◆ Excerpts from a dataset

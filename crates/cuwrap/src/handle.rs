//! Proxies over raw driver handles.
//!
//! A [`Handle`] pairs a raw handle with the device it lives on and records
//! whether this proxy owns the resource. Owning proxies destroy the resource
//! when dropped; observing proxies (clones, wrapped external handles, the
//! default stream) never do. Any number of observing proxies may alias one
//! handle.

use std::fmt;
use std::sync::Arc;

use tracing::{debug, warn};

use cuwrap_core::{check, Result};
use cuwrap_driver::cuda_error_name;
use cuwrap_driver::sys::{CUresult, CUDA_SUCCESS};

use crate::runtime::{DeviceId, Runtime};

/// Whether dropping a proxy releases the underlying resource.
#[derive(Debug, Clone, Copy, PartialEq, Eq)]
pub enum Ownership {
    Owning,
    Observing,
}

/// A kind of driver resource: how to name it and how to destroy it.
pub trait ResourceKind: 'static {
    /// Lower-case name used in messages ("stream", "event", ...).
    const KIND: &'static str;

    type Raw: Copy + PartialEq;

    /// Numeric value of the handle, used for display.
    fn address(raw: Self::Raw) -> u64;

    /// Destroy the resource. Called at most once per owned handle.
    fn destroy(runtime: &Arc<Runtime>, device: DeviceId, raw: Self::Raw) -> CUresult;

    fn identify(raw: Self::Raw, device: DeviceId) -> String {
        format!("{} {:#x} on device {}", Self::KIND, Self::address(raw), device)
    }
}

pub struct Handle<K: ResourceKind> {
    raw: K::Raw,
    device: DeviceId,
    ownership: Ownership,
    runtime: Arc<Runtime>,
}

// SAFETY: raw driver handles may be used from any thread; the driver
// serializes access internally.
unsafe impl<K: ResourceKind> Send for Handle<K> {}
unsafe impl<K: ResourceKind> Sync for Handle<K> {}

impl<K: ResourceKind> Handle<K> {
    pub fn new(runtime: Arc<Runtime>, device: DeviceId, raw: K::Raw, ownership: Ownership) -> Self {
        Self { raw, device, ownership, runtime }
    }

    pub fn owning(runtime: Arc<Runtime>, device: DeviceId, raw: K::Raw) -> Self {
        Self::new(runtime, device, raw, Ownership::Owning)
    }

    pub fn observing(runtime: Arc<Runtime>, device: DeviceId, raw: K::Raw) -> Self {
        Self::new(runtime, device, raw, Ownership::Observing)
    }

    pub fn raw(&self) -> K::Raw {
        self.raw
    }

    pub fn device_id(&self) -> DeviceId {
        self.device
    }

    pub fn ownership(&self) -> Ownership {
        self.ownership
    }

    pub fn is_owning(&self) -> bool {
        self.ownership == Ownership::Owning
    }

    pub fn runtime(&self) -> &Arc<Runtime> {
        &self.runtime
    }

    /// Human-readable identifier, e.g. `stream 0x7f00 on device 2`.
    pub fn identify(&self) -> String {
        K::identify(self.raw, self.device)
    }

    /// Destroy the resource now if this proxy owns it. Later calls, and the
    /// eventual drop, do nothing.
    pub fn release(&mut self) -> Result<()> {
        if !self.is_owning() {
            return Ok(());
        }
        self.ownership = Ownership::Observing;
        let res = K::destroy(&self.runtime, self.device, self.raw);
        check(res, || format!("destroying {}", self.identify()))?;
        debug!("destroyed {}", self.identify());
        Ok(())
    }

    /// Stop owning the resource without destroying it.
    pub fn disown(&mut self) -> K::Raw {
        self.ownership = Ownership::Observing;
        self.raw
    }

    /// Consume the proxy, leaving the resource alive and returning its handle.
    pub fn into_raw(mut self) -> K::Raw {
        self.disown()
    }
}

/// Clones observe; ownership is never duplicated.
impl<K: ResourceKind> Clone for Handle<K> {
    fn clone(&self) -> Self {
        Self::observing(Arc::clone(&self.runtime), self.device, self.raw)
    }
}

impl<K: ResourceKind> PartialEq for Handle<K> {
    fn eq(&self, other: &Self) -> bool {
        self.device == other.device && self.raw == other.raw
    }
}

impl<K: ResourceKind> Eq for Handle<K> {}

impl<K: ResourceKind> fmt::Debug for Handle<K> {
    fn fmt(&self, f: &mut fmt::Formatter<'_>) -> fmt::Result {
        f.debug_struct("Handle")
            .field("kind", &K::KIND)
            .field("raw", &format_args!("{:#x}", K::address(self.raw)))
            .field("device", &self.device)
            .field("ownership", &self.ownership)
            .finish()
    }
}

impl<K: ResourceKind> Drop for Handle<K> {
    fn drop(&mut self) {
        if !self.is_owning() {
            return;
        }
        let res = K::destroy(&self.runtime, self.device, self.raw);
        if res != CUDA_SUCCESS {
            warn!(
                "failed to destroy {}: {} ({})",
                self.identify(),
                cuda_error_name(res),
                res
            );
        }
    }
}
//! Device memory, as far as launches need it: allocation, copies and fills.

use std::ffi::c_void;
use std::sync::Arc;

use bytemuck::Pod;
use tracing::debug;

use cuwrap_core::{check, Error, Result};
use cuwrap_driver::sys::*;
use cuwrap_driver::Capability;

use crate::context::current;
use crate::device::Device;
use crate::handle::{Handle, ResourceKind};
use crate::params::{KernelParameter, KernelParams};
use crate::runtime::{DeviceId, Runtime};
use crate::stream::Stream;

pub struct MemoryKind;

impl ResourceKind for MemoryKind {
    const KIND: &'static str = "device allocation";
    type Raw = CUdeviceptr;

    fn address(raw: CUdeviceptr) -> u64 {
        raw
    }

    fn destroy(runtime: &Arc<Runtime>, device: DeviceId, raw: CUdeviceptr) -> CUresult {
        match current::scoped_override(runtime, device) {
            Ok(_guard) => runtime.driver().mem_free(raw),
            Err(e) => e.code().unwrap_or(CUDA_ERROR_UNKNOWN),
        }
    }
}

/// An owned region of device memory.
#[derive(Debug)]
pub struct DeviceBuffer {
    handle: Handle<MemoryKind>,
    len: usize,
}

impl DeviceBuffer {
    pub fn alloc(device: &Device, len: usize) -> Result<DeviceBuffer> {
        let runtime = device.runtime();
        let raw = current::with_override(runtime, device, || {
            runtime.driver().mem_alloc(len).map_err(|code| {
                Error::driver(code, format!("allocating {} bytes on device {}", len, device.id()))
            })
        })?;
        debug!(device = device.id(), len, "allocated {:#x}", raw);
        Ok(DeviceBuffer { handle: Handle::owning(Arc::clone(runtime), device.id(), raw), len })
    }

    /// Allocate in stream order: the memory is usable by work queued on
    /// `stream` after this call.
    pub fn alloc_async(stream: &Stream, len: usize) -> Result<DeviceBuffer> {
        let runtime = stream.runtime();
        runtime.require(Capability::StreamOrderedAllocation)?;
        let raw = current::with_override(runtime, stream.device_id(), || {
            runtime.driver().mem_alloc_async(len, stream.raw()).map_err(|code| {
                Error::driver(code, format!("allocating {} bytes on {}", len, stream.identify()))
            })
        })?;
        Ok(DeviceBuffer {
            handle: Handle::owning(Arc::clone(runtime), stream.device_id(), raw),
            len,
        })
    }

    /// Free in stream order, after the work already queued on `stream`.
    /// If the driver refuses, the buffer is freed synchronously on return.
    pub fn free_async(mut self, stream: &Stream) -> Result<()> {
        let runtime = Arc::clone(stream.runtime());
        runtime.require(Capability::StreamOrderedAllocation)?;
        let raw = self.device_ptr();
        current::with_override(&runtime, stream.device_id(), || {
            check(runtime.driver().mem_free_async(raw, stream.raw()), || {
                format!("freeing {:#x} on {}", raw, stream.identify())
            })
        })?;
        self.handle.disown();
        Ok(())
    }

    pub fn device_ptr(&self) -> CUdeviceptr {
        self.handle.raw()
    }

    pub fn len(&self) -> usize {
        self.len
    }

    pub fn is_empty(&self) -> bool {
        self.len == 0
    }

    pub fn device_id(&self) -> DeviceId {
        self.handle.device_id()
    }

    pub fn handle(&self) -> &Handle<MemoryKind> {
        &self.handle
    }

    pub fn handle_mut(&mut self) -> &mut Handle<MemoryKind> {
        &mut self.handle
    }

    pub fn identify(&self) -> String {
        self.handle.identify()
    }

    fn runtime(&self) -> &Arc<Runtime> {
        self.handle.runtime()
    }

    fn check_len(&self, len: usize, what: &str) -> Result<()> {
        if len > self.len {
            return Err(Error::InvalidArgument(format!(
                "{} of {} bytes does not fit {} ({} bytes)",
                what,
                len,
                self.identify(),
                self.len
            )));
        }
        Ok(())
    }

    pub fn copy_from_host(&self, src: &[u8]) -> Result<()> {
        self.check_len(src.len(), "host-to-device copy")?;
        current::with_override(self.runtime(), self.device_id(), || {
            check(self.runtime().driver().memcpy_htod(self.device_ptr(), src), || {
                format!("copying {} bytes to {}", src.len(), self.identify())
            })
        })
    }

    pub fn copy_to_host(&self, dst: &mut [u8]) -> Result<()> {
        self.check_len(dst.len(), "device-to-host copy")?;
        let len = dst.len();
        current::with_override(self.runtime(), self.device_id(), || {
            check(self.runtime().driver().memcpy_dtoh(dst, self.device_ptr()), || {
                format!("copying {} bytes from {}", len, self.identify())
            })
        })
    }

    pub fn copy_from_slice<T: Pod>(&self, src: &[T]) -> Result<()> {
        self.copy_from_host(bytemuck::cast_slice(src))
    }

    pub fn copy_to_slice<T: Pod>(&self, dst: &mut [T]) -> Result<()> {
        self.copy_to_host(bytemuck::cast_slice_mut(dst))
    }

    /// Queue a host-to-device copy on `stream`.
    ///
    /// # Safety
    /// `src` must not be modified or freed until the copy has completed.
    pub unsafe fn copy_from_host_async(&self, src: &[u8], stream: &Stream) -> Result<()> {
        self.check_len(src.len(), "host-to-device copy")?;
        current::with_override(self.runtime(), stream.device_id(), || {
            let res = unsafe {
                self.runtime().driver().memcpy_htod_async(
                    self.device_ptr(),
                    src.as_ptr() as *const c_void,
                    src.len(),
                    stream.raw(),
                )
            };
            check(res, || {
                format!(
                    "queueing a copy of {} bytes to {} on {}",
                    src.len(),
                    self.identify(),
                    stream.identify()
                )
            })
        })
    }

    /// Queue a device-to-host copy on `stream`.
    ///
    /// # Safety
    /// `dst` must not be accessed or freed until the copy has completed.
    pub unsafe fn copy_to_host_async(&self, dst: &mut [u8], stream: &Stream) -> Result<()> {
        self.check_len(dst.len(), "device-to-host copy")?;
        let (ptr, len) = (dst.as_mut_ptr() as *mut c_void, dst.len());
        current::with_override(self.runtime(), stream.device_id(), || {
            let res = unsafe {
                self.runtime()
                    .driver()
                    .memcpy_dtoh_async(ptr, self.device_ptr(), len, stream.raw())
            };
            check(res, || {
                format!(
                    "queueing a copy of {} bytes from {} on {}",
                    len,
                    self.identify(),
                    stream.identify()
                )
            })
        })
    }

    /// Set every byte of the buffer to `value`.
    pub fn memset(&self, value: u8) -> Result<()> {
        current::with_override(self.runtime(), self.device_id(), || {
            check(self.runtime().driver().memset_d8(self.device_ptr(), value, self.len), || {
                format!("filling {} with {:#04x}", self.identify(), value)
            })
        })
    }
}

/// A buffer passes its device address.
impl KernelParameter for DeviceBuffer {
    fn write_param(&self, params: &mut KernelParams) {
        params.push_bytes(&self.device_ptr().to_ne_bytes());
    }
}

◆ EXERCISE AIM
Return all lines in the data that include the word "PartialEq".

◆ WRITTEN ANSWER
#[derive(Debug, Clone, Copy, PartialEq, Eq)]
    type Raw: Copy + PartialEq;
impl<K: ResourceKind> PartialEq for Handle<K> {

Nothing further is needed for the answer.